How to Start Generating Positive Cash Flow....
Cash Flow, tight Management Control and the importance of Business Planning are so fundamental it's amazing what you sometimes see and what it means.
I came across two short articles on facing pages in the same journal. They said so much about why people fail in business and leave the question - do people ever learn?
One article gave statistics on businesses failing from
cash flow problems
and the other was about a business that went down because it's single largest customer placed it's custom elsewhere.
In summary it goes like this;
A survey revealed that in the UK 100,000 businesses fail each year because their owners fail to do any
business planning.
25% of firms never set any financial targets.
35% have never set aside funds for employee development.
20% admitted to beginning to plan when it was too late.
50% blamed this on not having enough time.
They were surprised to learn that these causes of failure were greater than adverse trading conditions.
Which means they did not understand the vital importance of business planning, which when done correctly projects sales and cash flow for the business allied to a sound marketing plan.
Fundamentally
controlling cash
is dependent on a form of long term and day to day planning.
The failed business was a very cost sensitive business (that implies a vital need to control cash tightly) that did sub contract machining for the mining industry.
It had been established 49 years and employed 12 people.
When it's single biggest customer decided to go to another supplier, the business went bust! Didn't they have a marketing plan to become less reliant on that single customer?

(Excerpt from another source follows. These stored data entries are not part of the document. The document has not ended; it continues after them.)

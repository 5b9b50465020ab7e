use config::{Config, ConfigError, Environment, File};
use serde::Deserialize;
use std::env;
use std::time::Duration;

#[derive(Debug, Clone, Deserialize)]
pub struct Settings {
    #[serde(default)]
    pub server: ServerConfig,
    #[serde(default)]
    pub layer: LayerConfig,
    #[serde(default)]
    pub redis: RedisConfig,
    #[serde(default)]
    pub websocket: WebSocketConfig,
}

#[derive(Debug, Clone, Deserialize)]
pub struct ServerConfig {
    #[serde(default = "default_host")]
    pub host: String,
    #[serde(default = "default_port")]
    pub port: u16,
}

/// Which channel layer backs group membership and delivery
#[derive(Debug, Clone, Copy, PartialEq, Eq, Deserialize)]
#[serde(rename_all = "lowercase")]
pub enum LayerBackendKind {
    /// Single-process, in-memory membership
    Memory,
    /// Multi-process membership in Redis
    Redis,
}

#[derive(Debug, Clone, Deserialize)]
pub struct LayerConfig {
    #[serde(default = "default_backend")]
    pub backend: LayerBackendKind,
    /// Group set TTL, refreshed on every add
    #[serde(default = "default_group_expiry")]
    pub group_expiry_seconds: u64,
    /// Workers resolving queued group sends
    #[serde(default = "default_workers")]
    pub send_workers: usize,
    /// Workers popping this process's inbox
    #[serde(default = "default_workers")]
    pub receive_workers: usize,
    #[serde(default = "default_queue_buffer")]
    pub group_send_buffer: usize,
    /// Capacity of the queue between the layer and the connection manager
    #[serde(default = "default_queue_buffer")]
    pub delivery_buffer: usize,
    #[serde(default = "default_pop_timeout")]
    pub pop_timeout_seconds: u64,
    /// Delay before a failed worker is replaced
    #[serde(default = "default_restart_delay")]
    pub restart_delay_ms: u64,
    /// Relay through the store even when the channel is owned locally
    #[serde(default)]
    pub must_send_remote: bool,
    /// Fixed process prefix (random when absent)
    #[serde(default)]
    pub process_prefix: Option<String>,
    #[serde(default = "default_key_namespace")]
    pub key_namespace: String,
}

#[derive(Debug, Clone, Deserialize)]
pub struct RedisConfig {
    #[serde(default = "default_redis_url")]
    pub url: String,
    /// Max connections checked out at once (0 = unbounded)
    #[serde(default)]
    pub max_active: usize,
    #[serde(default = "default_max_idle")]
    pub max_idle: usize,
    #[serde(default = "default_idle_timeout")]
    pub idle_timeout_seconds: u64,
    /// Wait for a free connection instead of failing when `max_active` is reached
    #[serde(default = "default_true")]
    pub wait: bool,
}

#[derive(Debug, Clone, Deserialize)]
pub struct WebSocketConfig {
    #[serde(default = "default_buffer_size")]
    pub read_buffer_size: usize,
    #[serde(default = "default_buffer_size")]
    pub write_buffer_size: usize,
    #[serde(default)]
    pub max_message_size: Option<usize>,
    /// Frames queued per connection before senders wait
    #[serde(default = "default_outbound_buffer")]
    pub outbound_buffer: usize,
    #[serde(default = "default_close_timeout")]
    pub close_timeout_ms: u64,
    /// Accepted `Origin` headers (empty = any)
    #[serde(default)]
    pub allowed_origins: Vec<String>,
}

fn default_host() -> String {
    "0.0.0.0".to_string()
}

fn default_port() -> u16 {
    7777
}

fn default_backend() -> LayerBackendKind {
    LayerBackendKind::Memory
}

fn default_group_expiry() -> u64 {
    86_400 // 1 day
}

fn default_workers() -> usize {
    5
}

fn default_queue_buffer() -> usize {
    500
}

fn default_pop_timeout() -> u64 {
    5
}

fn default_restart_delay() -> u64 {
    10_000
}

fn default_key_namespace() -> String {
    "channels".to_string()
}

fn default_redis_url() -> String {
    "redis://localhost:6379".to_string()
}

fn default_max_idle() -> usize {
    10
}

fn default_idle_timeout() -> u64 {
    60
}

fn default_true() -> bool {
    true
}

fn default_buffer_size() -> usize {
    1024
}

fn default_outbound_buffer() -> usize {
    1000
}

fn default_close_timeout() -> u64 {
    3_000
}

impl Settings {
    pub fn new() -> Result<Self, ConfigError> {
        // Load .env file if exists
        let _ = dotenvy::dotenv();

        let run_mode = env::var("RUN_MODE").unwrap_or_else(|_| "development".into());

        let builder = Config::builder()
            .set_default("server.host", "0.0.0.0")?
            .set_default("server.port", 7777)?
            .set_default("layer.backend", "memory")?
            .set_default("redis.url", "redis://localhost:6379")?
            .add_source(File::with_name("config/default").required(false))
            .add_source(File::with_name(&format!("config/{}", run_mode)).required(false))
            // LAYER__BACKEND, REDIS__URL, WEBSOCKET__OUTBOUND_BUFFER, ...
            .add_source(
                Environment::default()
                    .separator("__")
                    .try_parsing(true)
                    .list_separator(",")
                    .with_list_parse_key("websocket.allowed_origins"),
            );

        builder.build()?.try_deserialize()
    }

    pub fn server_addr(&self) -> String {
        format!("{}:{}", self.server.host, self.server.port)
    }
}

impl LayerConfig {
    pub fn group_expiry(&self) -> Duration {
        Duration::from_secs(self.group_expiry_seconds)
    }

    pub fn pop_timeout(&self) -> Duration {
        Duration::from_secs(self.pop_timeout_seconds)
    }

    pub fn restart_delay(&self) -> Duration {
        Duration::from_millis(self.restart_delay_ms)
    }
}

impl RedisConfig {
    pub fn idle_timeout(&self) -> Duration {
        Duration::from_secs(self.idle_timeout_seconds)
    }
}

impl WebSocketConfig {
    pub fn close_timeout(&self) -> Duration {
        Duration::from_millis(self.close_timeout_ms)
    }
}

impl Default for ServerConfig {
    fn default() -> Self {
        Self {
            host: default_host(),
            port: default_port(),
        }
    }
}

impl Default for LayerConfig {
    fn default() -> Self {
        Self {
            backend: default_backend(),
            group_expiry_seconds: default_group_expiry(),
            send_workers: default_workers(),
            receive_workers: default_workers(),
            group_send_buffer: default_queue_buffer(),
            delivery_buffer: default_queue_buffer(),
            pop_timeout_seconds: default_pop_timeout(),
            restart_delay_ms: default_restart_delay(),
            must_send_remote: false,
            process_prefix: None,
            key_namespace: default_key_namespace(),
        }
    }
}

impl Default for RedisConfig {
    fn default() -> Self {
        Self {
            url: default_redis_url(),
            max_active: 0,
            max_idle: default_max_idle(),
            idle_timeout_seconds: default_idle_timeout(),
            wait: true,
        }
    }
}

impl Default for WebSocketConfig {
    fn default() -> Self {
        Self {
            read_buffer_size: default_buffer_size(),
            write_buffer_size: default_buffer_size(),
            max_message_size: None,
            outbound_buffer: default_outbound_buffer(),
            close_timeout_ms: default_close_timeout(),
            allowed_origins: vec![],
        }
    }
}

#[cfg(test)]
mod tests {
    use super::*;

    #[test]
    fn test_default_values() {
        let server = ServerConfig::default();
        assert_eq!(server.host, "0.0.0.0");
        assert_eq!(server.port, 7777);

        let layer = LayerConfig::default();
        assert_eq!(layer.backend, LayerBackendKind::Memory);
        assert_eq!(layer.group_expiry(), Duration::from_secs(86_400));
        assert_eq!(layer.send_workers, 5);
        assert_eq!(layer.receive_workers, 5);
        assert_eq!(layer.pop_timeout(), Duration::from_secs(5));
        assert_eq!(layer.restart_delay(), Duration::from_secs(10));
        assert!(!layer.must_send_remote);
    }

    #[test]
    fn test_backend_kind_deserializes_lowercase() {
        let kind: LayerBackendKind = serde_json::from_str("\"redis\"").unwrap();
        assert_eq!(kind, LayerBackendKind::Redis);
    }

    #[test]
    fn test_partial_layer_config_uses_defaults() {
        let layer: LayerConfig =
            serde_json::from_str(r#"{"backend":"redis","send_workers":2}"#).unwrap();
        assert_eq!(layer.backend, LayerBackendKind::Redis);
        assert_eq!(layer.send_workers, 2);
        assert_eq!(layer.receive_workers, 5);
        assert_eq!(layer.key_namespace, "channels");
    }
}
//! Supervised worker pools.
//!
//! A pool owns a fixed number of worker slots. Each slot runs one worker at a
//! time; when a worker returns an error or panics the slot logs the failure,
//! waits out a backoff delay and spawns a replacement. Slots stop once the
//! pool's cancellation token fires.

mod backoff;

pub use backoff::{BackoffConfig, ExponentialBackoff};

use std::future::Future;
use std::sync::atomic::{AtomicU64, AtomicUsize, Ordering};
use std::sync::Arc;
use std::time::Duration;

use tokio::task::JoinHandle;
use tokio::time::Instant;
use tokio_util::sync::CancellationToken;

use crate::metrics::WorkerMetrics;

/// Result returned by a single worker run
pub type WorkerResult = Result<(), Box<dyn std::error::Error + Send + Sync>>;

/// How failed workers are replaced
#[derive(Debug, Clone)]
pub struct RestartPolicy {
    pub backoff: BackoffConfig,
    /// A worker that ran at least this long resets its slot's backoff
    pub stable_after: Duration,
}

impl RestartPolicy {
    /// Restart after `delay`, doubling on repeated failures up to 30x the delay.
    pub fn with_delay(delay: Duration) -> Self {
        let initial_delay_ms = delay.as_millis() as u64;
        Self {
            backoff: BackoffConfig {
                initial_delay_ms,
                max_delay_ms: initial_delay_ms.saturating_mul(30),
                ..BackoffConfig::default()
            },
            stable_after: Duration::from_secs(60),
        }
    }
}

impl Default for RestartPolicy {
    fn default() -> Self {
        Self::with_delay(Duration::from_secs(10))
    }
}

#[derive(Default)]
struct PoolCounters {
    live: AtomicUsize,
    restarts: AtomicU64,
}

/// A running pool of supervised workers
pub struct WorkerPool {
    name: &'static str,
    size: usize,
    counters: Arc<PoolCounters>,
    slots: Vec<JoinHandle<()>>,
}

impl WorkerPool {
    /// Spawn `size` workers built by `factory(slot)`.
    pub fn spawn<F, Fut>(
        name: &'static str,
        size: usize,
        policy: RestartPolicy,
        cancel: CancellationToken,
        factory: F,
    ) -> Self
    where
        F: Fn(usize) -> Fut + Send + Sync + 'static,
        Fut: Future<Output = WorkerResult> + Send + 'static,
    {
        let factory = Arc::new(factory);
        let counters = Arc::new(PoolCounters::default());

        let slots = (0..size)
            .map(|slot| {
                tokio::spawn(supervise_slot(
                    name,
                    slot,
                    policy.clone(),
                    cancel.clone(),
                    factory.clone(),
                    counters.clone(),
                ))
            })
            .collect();

        tracing::info!(pool = name, size = size, "Worker pool started");

        Self {
            name,
            size,
            counters,
            slots,
        }
    }

    pub fn name(&self) -> &'static str {
        self.name
    }

    pub fn size(&self) -> usize {
        self.size
    }

    /// Workers currently running (slots waiting out a backoff are not counted)
    pub fn live_workers(&self) -> usize {
        self.counters.live.load(Ordering::Acquire)
    }

    /// Total replacements spawned since the pool started
    pub fn restarts(&self) -> u64 {
        self.counters.restarts.load(Ordering::Acquire)
    }

    /// Wait for every slot to stop (after cancellation).
    pub async fn join(self) {
        for slot in self.slots {
            let _ = slot.await;
        }
    }
}

async fn supervise_slot<F, Fut>(
    name: &'static str,
    slot: usize,
    policy: RestartPolicy,
    cancel: CancellationToken,
    factory: Arc<F>,
    counters: Arc<PoolCounters>,
) where
    F: Fn(usize) -> Fut + Send + Sync + 'static,
    Fut: Future<Output = WorkerResult> + Send + 'static,
{
    let mut backoff = ExponentialBackoff::with_config(policy.backoff.clone());

    loop {
        let started = Instant::now();
        counters.live.fetch_add(1, Ordering::AcqRel);
        let outcome = tokio::spawn(factory(slot)).await;
        counters.live.fetch_sub(1, Ordering::AcqRel);

        if cancel.is_cancelled() {
            return;
        }

        match outcome {
            Ok(Ok(())) => {
                tracing::warn!(pool = name, worker = slot, "Worker exited before shutdown");
            }
            Ok(Err(e)) => {
                tracing::error!(pool = name, worker = slot, error = %e, "Worker failed");
            }
            Err(e) if e.is_panic() => {
                let message = panic_message(e.into_panic());
                tracing::error!(pool = name, worker = slot, panic = %message, "Worker panicked");
            }
            Err(_) => return,
        }

        if started.elapsed() >= policy.stable_after {
            backoff.reset();
        }
        let delay = backoff.next_delay();

        tracing::warn!(
            pool = name,
            worker = slot,
            delay_ms = delay.as_millis() as u64,
            "Restarting worker after backoff"
        );

        tokio::select! {
            _ = cancel.cancelled() => return,
            _ = tokio::time::sleep(delay) => {}
        }

        counters.restarts.fetch_add(1, Ordering::AcqRel);
        WorkerMetrics::record_restart(name);
    }
}

fn panic_message(payload: Box<dyn std::any::Any + Send>) -> String {
    if let Some(s) = payload.downcast_ref::<&str>() {
        s.to_string()
    } else if let Some(s) = payload.downcast_ref::<String>() {
        s.clone()
    } else {
        "non-string panic payload".to_string()
    }
}
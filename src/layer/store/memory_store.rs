//! In-process store backend.
//!
//! Several distributed layers can share one `MemoryStore` to behave like
//! processes sharing a Redis instance. Keys expire lazily on access.

use std::collections::{HashSet, VecDeque};
use std::sync::atomic::{AtomicU64, Ordering};
use std::time::Duration;

use async_trait::async_trait;
use dashmap::mapref::entry::Entry;
use dashmap::DashMap;
use tokio::sync::Notify;
use tokio::time::Instant;

use super::{LayerStore, StoreError, StoreHealth};

struct Expiring<T> {
    value: T,
    expires_at: Option<Instant>,
}

impl<T: Default> Expiring<T> {
    fn new() -> Self {
        Self {
            value: T::default(),
            expires_at: None,
        }
    }

    fn is_expired(&self, now: Instant) -> bool {
        self.expires_at.is_some_and(|at| at <= now)
    }
}

/// In-memory implementation of [`LayerStore`]
#[derive(Default)]
pub struct MemoryStore {
    sets: DashMap<String, Expiring<HashSet<String>>>,
    lists: DashMap<String, Expiring<VecDeque<Vec<u8>>>>,
    pushed: Notify,
    list_pushes: AtomicU64,
    operations: AtomicU64,
}

impl MemoryStore {
    pub fn new() -> Self {
        Self::default()
    }

    /// Number of list pushes (relayed envelopes) so far
    pub fn list_pushes(&self) -> u64 {
        self.list_pushes.load(Ordering::Acquire)
    }

    /// Number of store operations so far
    pub fn operations(&self) -> u64 {
        self.operations.load(Ordering::Acquire)
    }

    /// Elements currently queued in a list
    pub fn list_len(&self, key: &str) -> usize {
        let now = Instant::now();
        self.lists
            .get(key)
            .filter(|l| !l.is_expired(now))
            .map(|l| l.value.len())
            .unwrap_or(0)
    }

    fn count(&self) {
        self.operations.fetch_add(1, Ordering::AcqRel);
    }

    fn members(&self, key: &str) -> Vec<String> {
        let now = Instant::now();
        let expired = match self.sets.get(key) {
            Some(set) if !set.is_expired(now) => return set.value.iter().cloned().collect(),
            Some(_) => true,
            None => false,
        };
        if expired {
            self.sets.remove_if(key, |_, set| set.is_expired(now));
        }
        Vec::new()
    }

    fn try_pop(&self, key: &str) -> Option<Vec<u8>> {
        let Entry::Occupied(mut list) = self.lists.entry(key.to_string()) else {
            return None;
        };
        if list.get().is_expired(Instant::now()) {
            list.remove();
            return None;
        }
        let value = list.get_mut().value.pop_back();
        if list.get().value.is_empty() {
            list.remove();
        }
        value
    }
}

#[async_trait]
impl LayerStore for MemoryStore {
    async fn set_add(&self, key: &str, member: &str) -> Result<(), StoreError> {
        self.count();
        let now = Instant::now();
        let mut set = self.sets.entry(key.to_string()).or_insert_with(Expiring::new);
        if set.is_expired(now) {
            *set = Expiring::new();
        }
        set.value.insert(member.to_string());
        Ok(())
    }

    async fn set_remove(&self, key: &str, member: &str) -> Result<(), StoreError> {
        self.count();
        if let Entry::Occupied(mut set) = self.sets.entry(key.to_string()) {
            set.get_mut().value.remove(member);
            if set.get().value.is_empty() || set.get().is_expired(Instant::now()) {
                set.remove();
            }
        }
        Ok(())
    }

    async fn set_members(&self, key: &str) -> Result<Vec<String>, StoreError> {
        self.count();
        Ok(self.members(key))
    }

    async fn set_union(&self, keys: &[String]) -> Result<Vec<String>, StoreError> {
        self.count();
        let union: HashSet<String> = keys.iter().flat_map(|key| self.members(key)).collect();
        Ok(union.into_iter().collect())
    }

    async fn expire(&self, key: &str, ttl: Duration) -> Result<(), StoreError> {
        self.count();
        let expires_at = Some(Instant::now() + ttl);
        if let Some(mut set) = self.sets.get_mut(key) {
            set.expires_at = expires_at;
        }
        if let Some(mut list) = self.lists.get_mut(key) {
            list.expires_at = expires_at;
        }
        Ok(())
    }

    async fn list_push(&self, key: &str, value: Vec<u8>) -> Result<(), StoreError> {
        self.count();
        self.list_pushes.fetch_add(1, Ordering::AcqRel);
        {
            let now = Instant::now();
            let mut list = self.lists.entry(key.to_string()).or_insert_with(Expiring::new);
            if list.is_expired(now) {
                *list = Expiring::new();
            }
            list.value.push_front(value);
        }
        self.pushed.notify_waiters();
        Ok(())
    }

    async fn list_pop_blocking(
        &self,
        key: &str,
        timeout: Duration,
    ) -> Result<Option<Vec<u8>>, StoreError> {
        self.count();
        let deadline = Instant::now() + timeout;
        loop {
            // Registered before the check so a push in between is not missed
            let pushed = self.pushed.notified();
            if let Some(value) = self.try_pop(key) {
                return Ok(Some(value));
            }
            if tokio::time::timeout_at(deadline, pushed).await.is_err() {
                return Ok(None);
            }
        }
    }

    async fn health(&self) -> StoreHealth {
        StoreHealth {
            store: "memory",
            healthy: true,
            redis: None,
            idle_connections: None,
        }
    }
}
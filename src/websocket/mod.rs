//! WebSocket transport: frame types and the axum upgrade path

mod handler;
mod health;
mod message;

pub use handler::{router, ws_handler, Accepted, Upgrade};
pub use health::{health, HealthReport};
pub use message::{close_code, Frame, Inbound, Outbound};
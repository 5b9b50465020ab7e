use dashmap::DashMap;
use std::sync::Arc;

use crate::metrics::ConnectionMetrics;

use super::connection::Connection;

/// Live connections on this process, keyed by channel
#[derive(Default)]
pub struct ConnectionRegistry {
    /// channel -> Connection
    connections: DashMap<String, Arc<Connection>>,
}

impl ConnectionRegistry {
    pub fn new() -> Self {
        Self::default()
    }

    /// Register a connection. Returns the connection previously bound to the
    /// same channel, if any.
    pub fn insert(&self, conn: Arc<Connection>) -> Option<Arc<Connection>> {
        let previous = self
            .connections
            .insert(conn.channel().to_string(), conn.clone());

        if previous.is_none() {
            ConnectionMetrics::record_opened();
        }
        tracing::debug!(channel = %conn.channel(), "Connection registered");
        previous
    }

    /// Look up a connection; the returned handle does not hold the map lock.
    pub fn get(&self, channel: &str) -> Option<Arc<Connection>> {
        self.connections.get(channel).map(|c| c.clone())
    }

    /// Remove `conn` only if its channel still maps to this exact connection,
    /// so a late cleanup never evicts a newer connection on the same channel.
    pub fn remove(&self, conn: &Arc<Connection>) -> bool {
        let removed = self
            .connections
            .remove_if(conn.channel(), |_, current| Arc::ptr_eq(current, conn))
            .is_some();

        if removed {
            ConnectionMetrics::record_removed();
            tracing::debug!(channel = %conn.channel(), "Connection unregistered");
        }
        removed
    }

    pub fn len(&self) -> usize {
        self.connections.len()
    }

    pub fn is_empty(&self) -> bool {
        self.connections.is_empty()
    }

    pub fn channels(&self) -> Vec<String> {
        self.connections.iter().map(|c| c.key().clone()).collect()
    }
}
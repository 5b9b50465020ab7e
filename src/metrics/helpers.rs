//! Metrics helper structs for convenient metric recording

use prometheus::{Encoder, TextEncoder};

use super::{
    CONNECTIONS_ACTIVE, CONNECTIONS_CLOSED_TOTAL, DELIVERIES_TOTAL, DISPATCH_DROPS_TOTAL,
    DISPATCH_MISSES_TOTAL,
    ENVELOPES_DISPATCHED_TOTAL, FRAMES_TOTAL, REMOTE_DECODE_FAILURES_TOTAL, REMOTE_RECEIVED_TOTAL,
    RESOLUTION_FAILURES_TOTAL, WORKER_RESTARTS_TOTAL,
};

/// Encode all metrics to Prometheus text format
pub fn encode_metrics() -> Result<String, prometheus::Error> {
    let encoder = TextEncoder::new();
    let metric_families = prometheus::gather();
    let mut buffer = Vec::new();
    encoder.encode(&metric_families, &mut buffer)?;
    Ok(String::from_utf8(buffer).unwrap_or_default())
}

/// Helper struct for recording routing metrics
pub struct RoutingMetrics;

impl RoutingMetrics {
    /// Record an envelope delivered without a store round trip
    pub fn record_local() {
        DELIVERIES_TOTAL.with_label_values(&["local"]).inc();
    }

    /// Record an envelope relayed through an owner's inbox
    pub fn record_remote() {
        DELIVERIES_TOTAL.with_label_values(&["remote"]).inc();
    }

    pub fn record_received() {
        REMOTE_RECEIVED_TOTAL.inc();
    }

    pub fn record_decode_failure() {
        REMOTE_DECODE_FAILURES_TOTAL.inc();
    }

    pub fn record_resolution_failure() {
        RESOLUTION_FAILURES_TOTAL.inc();
    }
}

/// Helper struct for recording connection metrics
pub struct ConnectionMetrics;

impl ConnectionMetrics {
    pub fn record_opened() {
        CONNECTIONS_ACTIVE.inc();
    }

    pub fn record_removed() {
        CONNECTIONS_ACTIVE.dec();
    }

    /// Record why a connection closed (`local`, `remote`, `error`, `shutdown`)
    pub fn record_closed(cause: &str) {
        CONNECTIONS_CLOSED_TOTAL.with_label_values(&[cause]).inc();
    }

    pub fn record_frame_in() {
        FRAMES_TOTAL.with_label_values(&["in"]).inc();
    }

    pub fn record_frame_out() {
        FRAMES_TOTAL.with_label_values(&["out"]).inc();
    }
}

/// Helper struct for recording dispatch metrics
pub struct DispatchMetrics;

impl DispatchMetrics {
    pub fn record_dispatched() {
        ENVELOPES_DISPATCHED_TOTAL.inc();
    }

    /// Record a delivery for a channel that has already disconnected
    pub fn record_miss() {
        DISPATCH_MISSES_TOTAL.inc();
    }

    /// Record a delivery dropped on a full outbound queue
    pub fn record_dropped() {
        DISPATCH_DROPS_TOTAL.inc();
    }
}

/// Helper struct for recording worker supervision metrics
pub struct WorkerMetrics;

impl WorkerMetrics {
    pub fn record_restart(pool: &str) {
        WORKER_RESTARTS_TOTAL.with_label_values(&[pool]).inc();
    }
}
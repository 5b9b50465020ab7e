//! Channel layer types shared by both backends

use rand::distr::Alphanumeric;
use rand::Rng;
use serde::de::DeserializeOwned;
use serde::{Deserialize, Serialize, Serializer};
use serde_json::value::RawValue;

use super::store::StoreError;

/// Separates the owning process prefix from the local part of a channel
pub const CHANNEL_DELIMITER: char = '!';

/// Length of generated process prefixes and channel suffixes
pub const RANDOM_ID_LEN: usize = 8;

/// Owning process prefix of a channel. A channel without the delimiter is
/// returned unchanged.
pub fn owner_prefix(channel: &str) -> &str {
    channel
        .split_once(CHANNEL_DELIMITER)
        .map(|(prefix, _)| prefix)
        .unwrap_or(channel)
}

/// Random alphanumeric id; never contains [`CHANNEL_DELIMITER`].
pub fn random_id(len: usize) -> String {
    rand::rng()
        .sample_iter(&Alphanumeric)
        .take(len)
        .map(char::from)
        .collect()
}

/// Message payload carried by an [`Envelope`].
///
/// Payloads created in this process stay typed; payloads relayed through the
/// store stay raw JSON until a consumer decodes them.
#[derive(Debug, Clone)]
pub enum Payload {
    Value(serde_json::Value),
    Raw(Box<RawValue>),
}

impl Payload {
    pub fn encode<T: Serialize>(value: &T) -> Result<Self, serde_json::Error> {
        Ok(Self::Value(serde_json::to_value(value)?))
    }

    pub fn decode<T: DeserializeOwned>(&self) -> Result<T, serde_json::Error> {
        match self {
            Self::Value(value) => T::deserialize(value),
            Self::Raw(raw) => serde_json::from_str(raw.get()),
        }
    }

    pub fn is_raw(&self) -> bool {
        matches!(self, Self::Raw(_))
    }
}

impl From<serde_json::Value> for Payload {
    fn from(value: serde_json::Value) -> Self {
        Self::Value(value)
    }
}

impl Serialize for Payload {
    fn serialize<S: Serializer>(&self, serializer: S) -> Result<S::Ok, S::Error> {
        match self {
            Self::Value(value) => value.serialize(serializer),
            Self::Raw(raw) => raw.serialize(serializer),
        }
    }
}

/// A payload plus its routing targets, handed from the layer to the
/// connection manager.
#[derive(Debug, Clone, Serialize)]
pub struct Envelope {
    #[serde(rename = "message")]
    pub payload: Payload,
    pub channels: Vec<String>,
    /// Reserved; group-addressed envelopes are not dispatched
    pub groups: Vec<String>,
}

/// Relay record as stored in a process inbox
#[derive(Deserialize)]
struct WireEnvelope {
    message: Box<RawValue>,
    #[serde(default)]
    channels: Vec<String>,
    #[serde(default)]
    groups: Vec<String>,
}

impl Envelope {
    pub fn to_channels(payload: Payload, channels: Vec<String>) -> Self {
        Self {
            payload,
            channels,
            groups: Vec::new(),
        }
    }

    pub fn to_wire(&self) -> Result<Vec<u8>, serde_json::Error> {
        serde_json::to_vec(self)
    }

    /// Decode a relay record; the payload is kept raw.
    pub fn from_wire(bytes: &[u8]) -> Result<Self, serde_json::Error> {
        let wire: WireEnvelope = serde_json::from_slice(bytes)?;
        Ok(Self {
            payload: Payload::Raw(wire.message),
            channels: wire.channels,
            groups: wire.groups,
        })
    }
}

/// Error type for channel layer operations
#[derive(Debug, thiserror::Error)]
pub enum LayerError {
    /// Invalid or missing configuration; never retried
    #[error("Layer configuration error: {0}")]
    Config(String),

    #[error("Store error: {0}")]
    Store(#[from] StoreError),

    #[error("Serialization error: {0}")]
    Encode(#[from] serde_json::Error),

    /// The connection manager stopped consuming deliveries
    #[error("Delivery queue closed")]
    QueueClosed,

    #[error("Layer is already running")]
    AlreadyRunning,
}

/// Backend type for a channel layer
#[derive(Debug, Clone, Copy, PartialEq, Eq, Serialize)]
#[serde(rename_all = "lowercase")]
pub enum LayerBackend {
    /// Single-process, in-memory membership
    Local,
    /// Store-backed membership shared by a cluster
    Distributed,
}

The owner has now re started as a 'sole trader' doing the same subcontract machining and 'working all hours' to survive. Doing what he did before probably without any change.
He says he has learned his lesson and will not carry out work for businesses in the sector of the company that dropped him and is now working for other businesses. What's the logic of that? Are all businesses in that sector likely to be bad clients?
In other words he is virtually back to square one doing what he did before.
I admire his tenacity and wish him well for the future but these two tales tell us so much about what should be applied as normal business practice.
Never rely on a single customer.
Never stop marketing.
Prepare an annual
business plan
with costed goals and timed targets paying particular attention to cash flow.
On a daily basis plan and manage the
flow of cash of the business
against that plan and plans for a shorter time frame, daily, weekly, monthly as the need determines and review progress making adjustments in accordance with the trading position.
At all times control cash flow and only spend when you can afford to.
Simple but so effective and as important as any other 'day to day' task.
My experience is that many business owners only have a job working for them selves.
They do tasks 'in the business' and though this is necessary when starting out the objective must be to develop the business by working 'on it' not 'in it'.
Which can only mean planning and setting out to achieve where you want to take the business.
If our business owner had set an annual business plan with costed marketing objectives to acquire one new customer in each of the 49 years history - would the business have gone bust?
I believe not.
In reality it would be a sound business, have a broad customer base with a
strong positive cash position.
It is almost certain that in many of those years he was busy working 'in' the business not 'on' it. Probably ignoring changing external conditions all the while believing his relationships with his main customer were above competitive pressures
No matter what type of business you are in the message is straight forward.
Continuous, targeted and costed marketing as part of a sound business plan is as vital as control of cash flow.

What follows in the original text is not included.